Определение «Героя нашего времени» как романа философского прочно утвердилось в литературоведении, однако при этом следует признать, что такая яркая черта художественной сущности романа, как философичность, «чаще всего не учитывается ни при уяснении его жанровой природы, ни при его конкретном изучении» [Удодов 1989, с.39].
Философский характер произведения не установлен отчетливо, не понят как определяющее качество «Героя нашего времени». Есть два широко распространенных взгляда, которые стали общим местом изучения романа: 1) личность Печорина дана в романе статично, герой не меняется, и каждое новое «приключение» лишь раскрывает Печорина с какой-то стороны, дополняет, проясняет образ [см.
, например, ЛЭ, с.102]; 2) философичность романа связывается исключительно с «Фаталистом» [см., например: Виноградов 1987, с.32]. Нам кажется весьма плодотворным иной взгляд на проблему. Узнаваемая романтическая личность показана в критический момент, знаменующий собою поворот в миропонимании и судьбе героя.
Решение проблемы соотнесенности явлений русской литературы XIX века с фактами философской науки всегда было и остается актуальной задачей литературоведения. Г. Гачев справедливо утверждает: «вся мощь русской классической литературы и заключается в том, что она в ХIХ веке выполняла роль национальной русской философии» [Гачев 1981, с.12].
Разносторонние исследования позволяют утверждать, что идейные искания Лермонтова определены двумя тенденциями: влиянием идеологии и эстетики декабризма и, с другой стороны, — осмыслением передовых философских идей 30-40-х годов. Мы не располагаем достаточными сведениями о систематических занятиях, о философской осведомленности Лермонтова.
Весьма показательно с этой точки зрения рассуждение о том, что в становлении «художественной системы» писателя немалую роль сыграл Гегель, «возможно, никогда не читанный Лермонтовым» [Голованова 1981, с.416]. «Источники и корни его (Лермонтова — С.З.) рефлексии перепутаны и глубоко погружены в темную почву, неисследованную, да и вряд ли доступную окончательному исследованию» [Асмус 1941, с.84].
Действительно, философичность Лермонтова, так явственно воспринимаемая в его произведениях, трудно поддается определению. Собственно философствование как «рефлексия о формах всеобщего» [Каменский 1988, с.124], т.е. размышление о бытии и сознании в определенной, им самим или помимо него разработанной системе понятий — осознанно воспринятой, исповедуемой, — не свойственно Лермонтову.

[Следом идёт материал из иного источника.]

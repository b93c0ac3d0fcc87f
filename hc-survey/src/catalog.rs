//! Chart catalogs: which categories each year view renders, in which order,
//! projecting which labels, drawn as which kind of chart.
//!
//! Adding a category to a page is a change to the tables below and nothing else.

use crate::stats::SubdistrictRow;
use serde::{Deserialize, Serialize};
use std::fmt;

/// Chart style for a category. Serializes to the Chart.js type name.
#[derive(Debug, Clone, Copy, PartialEq, Eq, Hash, Serialize, Deserialize)]
#[serde(rename_all = "camelCase")]
pub enum ChartType {
    Bar,
    Pie,
    Line,
    Doughnut,
    Radar,
    PolarArea,
}

impl ChartType {
    pub fn as_str(&self) -> &'static str {
        match self {
            ChartType::Bar => "bar",
            ChartType::Pie => "pie",
            ChartType::Line => "line",
            ChartType::Doughnut => "doughnut",
            ChartType::Radar => "radar",
            ChartType::PolarArea => "polarArea",
        }
    }
}

impl fmt::Display for ChartType {
    fn fmt(&self, f: &mut fmt::Formatter<'_>) -> fmt::Result {
        f.write_str(self.as_str())
    }
}

/// A display grouping: name, ordered value domain and chart style.
#[derive(Debug, Clone, Copy, PartialEq)]
pub struct Category {
    pub name: &'static str,
    pub labels: &'static [&'static str],
    pub chart_type: ChartType,
}

impl Category {
    const fn new(name: &'static str, labels: &'static [&'static str], chart_type: ChartType) -> Self {
        Self { name, labels, chart_type }
    }
}

/// Ordered catalog of categories for one survey year.
#[derive(Debug, Clone, Copy, PartialEq)]
pub struct Catalog {
    categories: &'static [Category],
}

impl Catalog {
    pub const fn new(categories: &'static [Category]) -> Self {
        Self { categories }
    }

    pub fn categories(&self) -> &'static [Category] {
        self.categories
    }

    pub fn len(&self) -> usize {
        self.categories.len()
    }

    pub fn is_empty(&self) -> bool {
        self.categories.is_empty()
    }

    pub fn find(&self, name: &str) -> Option<&'static Category> {
        self.categories.iter().find(|c| c.name == name)
    }

    /// `(category, label)` pairs the row has no entry for.
    pub fn missing_labels(&self, row: &SubdistrictRow) -> Vec<(&'static str, &'static str)> {
        self.categories
            .iter()
            .flat_map(|c| c.labels.iter().map(move |l| (c.name, *l)))
            .filter(|(_, label)| !row.contains(label))
            .collect()
    }
}

const YES_NO: &[&str] = &["Yes", "No"];
const YES_NO_UNSURE: &[&str] = &["Yes", "No", "Do not Know", "Refused to answer"];
const BMI_SIX_CLASS: &[&str] = &["underweight", "normal", "overweight", "obese I", "obese II", "obese III"];

use ChartType::*;

/// Categories of both survey rounds, in page order.
static CATEGORIES: [Category; 30] = [
    Category::new("Sex", &["Male", "Female"], Pie),
    Category::new(
        "Ethnicity",
        &["Malay", "Chinese", "Indian", "Orang Asli", "Other", "Non-citizen"],
        Doughnut,
    ),
    Category::new(
        "Education level",
        &["No formal education", "Primary", "Secondary", "Tertiary", "Do not know", "Refused to answer"],
        Bar,
    ),
    Category::new("Age group", &["5 to 19", "20 to 39", "40 to 59", "60 and above"], Line),
    Category::new(
        "Employment status last 30 days",
        &[
            "Too young to work",
            "Student",
            "Housewife / Househusband",
            "Not Working",
            "Casual Jobs",
            "Working Part-time",
            "Working Full-Time",
            "Do not Know",
            "Pensioners/Pensions",
            "Self Employed",
        ],
        PolarArea,
    ),
    Category::new("Oral health problems in the last 2 weeks", YES_NO, Pie),
    Category::new("Heart disease", YES_NO_UNSURE, Bar),
    Category::new("Asthma", YES_NO_UNSURE, Bar),
    Category::new("Stroke", YES_NO_UNSURE, Bar),
    Category::new("Arthritis", YES_NO_UNSURE, Radar),
    Category::new("Ever had dengue fever", YES_NO_UNSURE, Pie),
    Category::new("Dengue in the past 12 months", YES_NO_UNSURE, Pie),
    Category::new("UTI in the past 12 months", YES_NO_UNSURE, Bar),
    Category::new("Kidney disease", YES_NO_UNSURE, Bar),
    Category::new("Ever smoked", &["Yes", "No", "Refused to answer"], Pie),
    Category::new("Age started smoking", &["< 13", "13-", "18-", "30-", "40-"], Bar),
    Category::new("BMI categories (WHO)(18+)", BMI_SIX_CLASS, Bar),
    Category::new(
        "BMI categories (WHO) recoded (18+)",
        &["underweight", "normal", "overweight", "obese"],
        Bar,
    ),
    Category::new("BMI categories (Msian CGPO)", BMI_SIX_CLASS, Bar),
    Category::new("Abdominal obesity (18+)", YES_NO, Pie),
    Category::new("Have been screened for hypertension", YES_NO, Bar),
    Category::new("Known hypertensive", YES_NO, Pie),
    Category::new("sbp(last2reads)140above or dbp90", YES_NO, Bar),
    Category::new("Hpt population (known + undiagnosed)", YES_NO, Bar),
    Category::new("Taking BP meds", YES_NO, Pie),
    Category::new("Have been screened for diabetes mellitus (DM)", YES_NO, Bar),
    Category::new("Known DM", YES_NO, Pie),
    Category::new("BG >= 11.1 mmol/l", YES_NO, Pie),
    Category::new("DM population (known + undiagnosed)", YES_NO, Bar),
    Category::new("Taking DM meds", YES_NO, Pie),
];

pub static CATALOG_2018: Catalog = Catalog::new(&CATEGORIES);
pub static CATALOG_2013: Catalog = Catalog::new(&CATEGORIES);

#[cfg(test)]
mod tests {
    use super::*;
    use crate::stats::LabelStat;
    use std::collections::HashSet;

    #[test]
    fn chart_type_serializes_to_chartjs_name() {
        assert_eq!(serde_json::to_string(&ChartType::PolarArea).unwrap(), "\"polarArea\"");
        assert_eq!(serde_json::to_string(&ChartType::Doughnut).unwrap(), "\"doughnut\"");
        assert_eq!(ChartType::PolarArea.as_str(), "polarArea");
    }

    #[test]
    fn catalogs_have_unique_names_and_non_empty_labels() {
        for catalog in [&CATALOG_2013, &CATALOG_2018] {
            let names: HashSet<_> = catalog.categories().iter().map(|c| c.name).collect();
            assert_eq!(names.len(), catalog.len());
            assert!(catalog.categories().iter().all(|c| !c.labels.is_empty()));
        }
    }

    #[test]
    fn catalog_2018_order_starts_with_demographics() {
        let names: Vec<_> = CATALOG_2018.categories().iter().take(5).map(|c| c.name).collect();
        assert_eq!(
            names,
            vec!["Sex", "Ethnicity", "Education level", "Age group", "Employment status last 30 days"]
        );
        assert_eq!(CATALOG_2018.find("Arthritis").map(|c| c.chart_type), Some(ChartType::Radar));
    }

    #[test]
    fn every_chart_type_is_used() {
        let used: HashSet<_> = CATALOG_2018.categories().iter().map(|c| c.chart_type).collect();
        assert_eq!(used.len(), 6);
    }

    #[test]
    fn both_catalogs_cover_every_topic_group() {
        let groups: [&[&str]; 5] = [
            &["Sex", "Ethnicity", "Education level", "Age group", "Employment status last 30 days"],
            &[
                "Oral health problems in the last 2 weeks",
                "Heart disease",
                "Asthma",
                "Stroke",
                "Arthritis",
                "Ever had dengue fever",
                "Dengue in the past 12 months",
                "UTI in the past 12 months",
                "Kidney disease",
            ],
            &["Ever smoked", "Age started smoking"],
            &[
                "BMI categories (WHO)(18+)",
                "BMI categories (WHO) recoded (18+)",
                "BMI categories (Msian CGPO)",
                "Abdominal obesity (18+)",
            ],
            &[
                "Have been screened for hypertension",
                "Known hypertensive",
                "Taking BP meds",
                "Have been screened for diabetes mellitus (DM)",
                "Known DM",
                "Taking DM meds",
            ],
        ];
        for catalog in [&CATALOG_2013, &CATALOG_2018] {
            for name in groups.iter().flat_map(|g| g.iter()) {
                assert!(catalog.find(name).is_some(), "missing category {}", name);
            }
        }
        assert_eq!(
            CATALOG_2013.find("BMI categories (WHO) recoded (18+)").map(|c| c.chart_type),
            Some(ChartType::Bar)
        );
        assert_eq!(CATALOG_2013.find("Employment status last 30 days").map(|c| c.labels.len()), Some(10));
    }

    #[test]
    fn missing_labels_reports_category_and_label() {
        let mut row = SubdistrictRow::new();
        row.insert("Male", LabelStat { n: 1, percentage: 50.0 });
        let missing = CATALOG_2018.missing_labels(&row);
        assert!(missing.contains(&("Sex", "Female")));
        assert!(!missing.contains(&("Sex", "Male")));
    }
}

В отношении к распространенным в обществе философским идеям он отличается как, например, от В.Ф. Одоевского, перу которого принадлежат работы по философии, так и от Ф.И. Тютчева, который глубоко воспринял и отразил в поэзии идеи Шеллинга. В творчестве Лермонтова мы не обнаружим подобных влияний, однозначно свидетельствующих об умственном пристрастии, идеологической основе творчества.
Не являясь ни в какой степени философом-систематизатором, Лермонтов, несомненно, глубоко философичен как художник. Можно возразить, что и всякий истинный художник неизбежно философичен, ибо его понимание реальности — это в конечном счете мысле-образ; извлеченная же аналитически мысль может быть типологизирована.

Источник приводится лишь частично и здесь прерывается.